What to do
Hand back each record exactly as you find it.

Stored records:
//! Endpoint newtype
//!
//! This module defines a simple newtype around a Url for demarking a GraphQL
//! endpoint. This allows overlaying validation and default behaviour on top
//! of the wrapped URL.

use std::ops::Deref;
use std::str::FromStr;

use url::Url;

/// A GraphQL endpoint
#[derive(Debug, Clone, PartialEq)]
pub struct Endpoint(Url);

impl Endpoint {
    /// Unwrap the endpoint into its inner URL
    pub fn into_inner(self) -> Url {
        self.0
    }
}

impl Default for Endpoint {
    fn default() -> Self {
        Self(defaults::endpoint())
    }
}

impl FromStr for Endpoint {
    type Err = url::ParseError;

    fn from_str(s: &str) -> Result<Self, Self::Err> {
        Url::parse(s.trim()).map(Self)
    }
}

impl Deref for Endpoint {
    type Target = Url;

    fn deref(&self) -> &Self::Target {
        &self.0
    }
}

mod defaults {
    use url::Url;

    pub(super) const ENDPOINT: &str = "https://countries.trevorblades.com/";

    pub(super) fn endpoint() -> Url {
        // SAFETY: This should always parse correctly and is considered a breaking
        // error otherwise. It is also explicitly tested in [test::default_endpoint_parses_correctly]
        #[allow(clippy::unwrap_used)]
        Url::parse(ENDPOINT).unwrap()
    }

    #[cfg(test)]
    mod test {
        use super::{ENDPOINT, endpoint};

        #[test]
        fn default_endpoint_parses_correctly() {
            assert_eq!(endpoint().as_str(), ENDPOINT);
        }
    }
}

Result
//! Endpoint newtype
//!
//! This module defines a simple newtype around a Url for demarking a GraphQL
//! endpoint. This allows overlaying validation and default behaviour on top
//! of the wrapped URL.

use std::ops::Deref;
use std::str::FromStr;

use url::Url;

/// A GraphQL endpoint
#[derive(Debug, Clone, PartialEq)]
pub struct Endpoint(Url);

impl Endpoint {
    /// Unwrap the endpoint into its inner URL
    pub fn into_inner(self) -> Url {
        self.0
    }
}

impl Default for Endpoint {
    fn default() -> Self {
        Self(defaults::endpoint())
    }
}

impl FromStr for Endpoint {
    type Err = url::ParseError;

    fn from_str(s: &str) -> Result<Self, Self::Err> {
        Url::parse(s.trim()).map(Self)
    }
}

impl Deref for Endpoint {
    type Target = Url;

    fn deref(&self) -> &Self::Target {
        &self.0
    }
}

mod defaults {
    use url::Url;

    pub(super) const ENDPOINT: &str = "https://countries.trevorblades.com/";

    pub(super) fn endpoint() -> Url {
        // SAFETY: This should always parse correctly and is considered a breaking
        // error otherwise. It is also explicitly tested in [test::default_endpoint_parses_correctly]
        #[allow(clippy::unwrap_used)]
        Url::parse(ENDPOINT).unwrap()
    }

    #[cfg(test)]
    mod test {
        use super::{ENDPOINT, endpoint};

        #[test]
        fn default_endpoint_parses_correctly() {
            assert_eq!(endpoint().as_str(), ENDPOINT);
        }
    }
}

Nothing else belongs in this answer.